LA TUNISIE ENTRE AUJOURD'HUI DANS LE VIF DU SUJET :
L'Assemblée constituante opérationnelle
Mardi 22 Novembre 2011
Mustapha Ben Jaafar, président de l'Assemblée constituante inaugurée aujourd'hui
Un nouveau chapitre du processus démocratique de la Tunisie sera inauguré aujourd'hui avec la consécration de l'Assemblée constituante issue des élections du 23 octobre.
«Cet événement constitue une deuxième indépendance pour la Tunisie», déclare Ahmed Mestiri, figure politique emblématique de l'indépendance de l'ancien protectorat français en 1956. «C'est le symbole de la rupture avec l'ancien régime et l'installation d'un pouvoir légitime», ajoute cet ancien opposant à Ben Ali.
L'Assemblée composée de 217 élus dominée par le parti islamiste Ennahda (89 sièges) et ses deux partenaires de gauche, le Congrès pour la république (CPR, 29 sièges) et Ettakatol (20 sièges), a pour mandat de rédiger une nouvelle Constitution, la deuxième en Tunisie depuis l'indépendance en 1956. Elle légiférera et désignera un Exécutif jusqu'aux prochaines élections générales.
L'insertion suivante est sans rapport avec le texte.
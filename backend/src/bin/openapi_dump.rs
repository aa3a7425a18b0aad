//! Print the trust engine OpenAPI document as JSON for client generators.

use std::io::{self, Write};

use krishilok::ApiDoc;
use utoipa::OpenApi;

fn main() -> io::Result<()> {
    let document = ApiDoc::openapi()
        .to_pretty_json()
        .map_err(io::Error::other)?;
    writeln!(io::stdout().lock(), "{document}")
}
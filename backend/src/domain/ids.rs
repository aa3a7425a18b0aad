//! Strongly typed entity identifiers.
//!
//! Every persisted entity is keyed by a UUID. Wrapping each in its own type
//! keeps a suggestion id from being passed where a user id is expected.

use std::fmt;
use std::str::FromStr;

use serde::{Deserialize, Serialize};
use uuid::Uuid;

/// Error returned when an identifier string is not a UUID.
#[derive(Debug, Clone, PartialEq, Eq, thiserror::Error)]
#[error("{kind} must be a valid UUID")]
pub struct IdParseError {
    kind: &'static str,
}

macro_rules! define_entity_id {
    ($(#[$outer:meta])* $name:ident, $label:literal) => {
        $(#[$outer])*
        #[derive(Debug, Clone, Copy, PartialEq, Eq, PartialOrd, Ord, Hash, Serialize, Deserialize)]
        #[serde(transparent)]
        pub struct $name(Uuid);

        impl $name {
            /// Generate a new random identifier.
            #[must_use]
            pub fn random() -> Self {
                Self(Uuid::new_v4())
            }

            /// Wrap an existing UUID.
            #[must_use]
            pub const fn from_uuid(uuid: Uuid) -> Self {
                Self(uuid)
            }

            /// Access the underlying UUID.
            #[must_use]
            pub const fn as_uuid(&self) -> &Uuid {
                &self.0
            }
        }

        impl fmt::Display for $name {
            fn fmt(&self, f: &mut fmt::Formatter<'_>) -> fmt::Result {
                fmt::Display::fmt(&self.0, f)
            }
        }

        impl FromStr for $name {
            type Err = IdParseError;

            fn from_str(raw: &str) -> Result<Self, Self::Err> {
                Uuid::parse_str(raw)
                    .map(Self)
                    .map_err(|_| IdParseError { kind: $label })
            }
        }

        impl From<Uuid> for $name {
            fn from(value: Uuid) -> Self {
                Self(value)
            }
        }
    };
}

define_entity_id!(
    /// Identifier of a registered user (farmer, expert, extension worker or admin).
    UserId,
    "user id"
);
define_entity_id!(
    /// Identifier of a piece of disease-treatment advice.
    SuggestionId,
    "suggestion id"
);
define_entity_id!(
    /// Identifier of a single feedback rating.
    FeedbackId,
    "feedback id"
);
define_entity_id!(
    /// Identifier of a community question.
    PostId,
    "post id"
);
define_entity_id!(
    /// Identifier of an answer to a community question.
    ResponseId,
    "response id"
);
Les trois principaux partis se sont mis d'accord ce week-end sur la répartition des postes-clés, qui devra cependant être confirmée par l'Assemblée souveraine. Selon l'accord de principe, Mustapha Ben Jaafar, chef d'Ettakatol, devrait accéder à la présidence de la Constituante, Moncef Marzouki, dirigeant du CPR, devrait prendre la présidence du pays, et Hamadi Jebali, numéro 2 d'Ennahda, est appelé à diriger le futur gouvernement.
La séance inaugurale de l'Assemblée se tiendra dans le palais beylical qui abritait l'ancien Parlement au Bardo (10 km à l'ouest de Tunis) et donnera lieu à l'élection ou la cooptation de son président et de deux vice-présidents, un homme et une femme selon la tradition.
Les élus de l'Assemblée devront aussi élaborer et adopter un règlement intérieur qui déterminera son fonctionnement. Le texte devrait se baser sur un projet rédigé par un comité d'experts de la Haute commission des réformes politiques mise en place après la révolution et dissoute le 13 octobre dernier.
Face à la majorité Ennahda/ CPR/Ettakatol, les autres partis de gauche PDP (Parti démocrate progressiste, 16 sièges) et PDM (Pôle démocratique moderniste, 5 sièges) se rangeront dans l'opposition. Des pourparlers ont tardivement commencé entre certains pour la composition d'un front. Une inconnue subsiste sur l'attitude qu'adopteront les élus de «La Pétition Populaire», une formation indépendante totalement inconnue avant les élections, qui a raflé 26 sièges et se retrouve la troisième force de l'Assemblée.
Le dirigeant fantasque de la Pétition, Hechmi Haamdi, richissime homme d'affaires basé à Londres, a annoncé dimanche sur sa télévision Al Mustakilla qu'il «gelait immédiatement ses activités politiques en Tunisie» et n'a donné aucune consigne à ses élus, dont certains s'étaient déjà désolidarisés de lui.
Les autres forces représentées à la Constituante sont l'Initiative, de Kamel Morjane, un ex-ministre de Ben Ali (5 sièges), Afek Tounes (libéraux, 4 sièges), le PCOT (communistes, 3 sièges). Les seize derniers sièges sont répartis chacun entre petits partis et indépendants.
L'enjeu principal de la Constituante porte sur la nature du nouveau régime, les prérogatives et pouvoirs des futurs dirigeants, les uns proposant un régime parlementaire unicaméral (Ennahda) et d'autres un régime présidentiel aménagé ou mixte.
Le gouvernement provisoire de Béji Caïd Essebsi, formé un mois un demi après la fuite de Ben Ali le 14 janvier en Arabie Saoudite, restera en fonction jusqu'à la passation de pouvoir à la nouvelle équipe.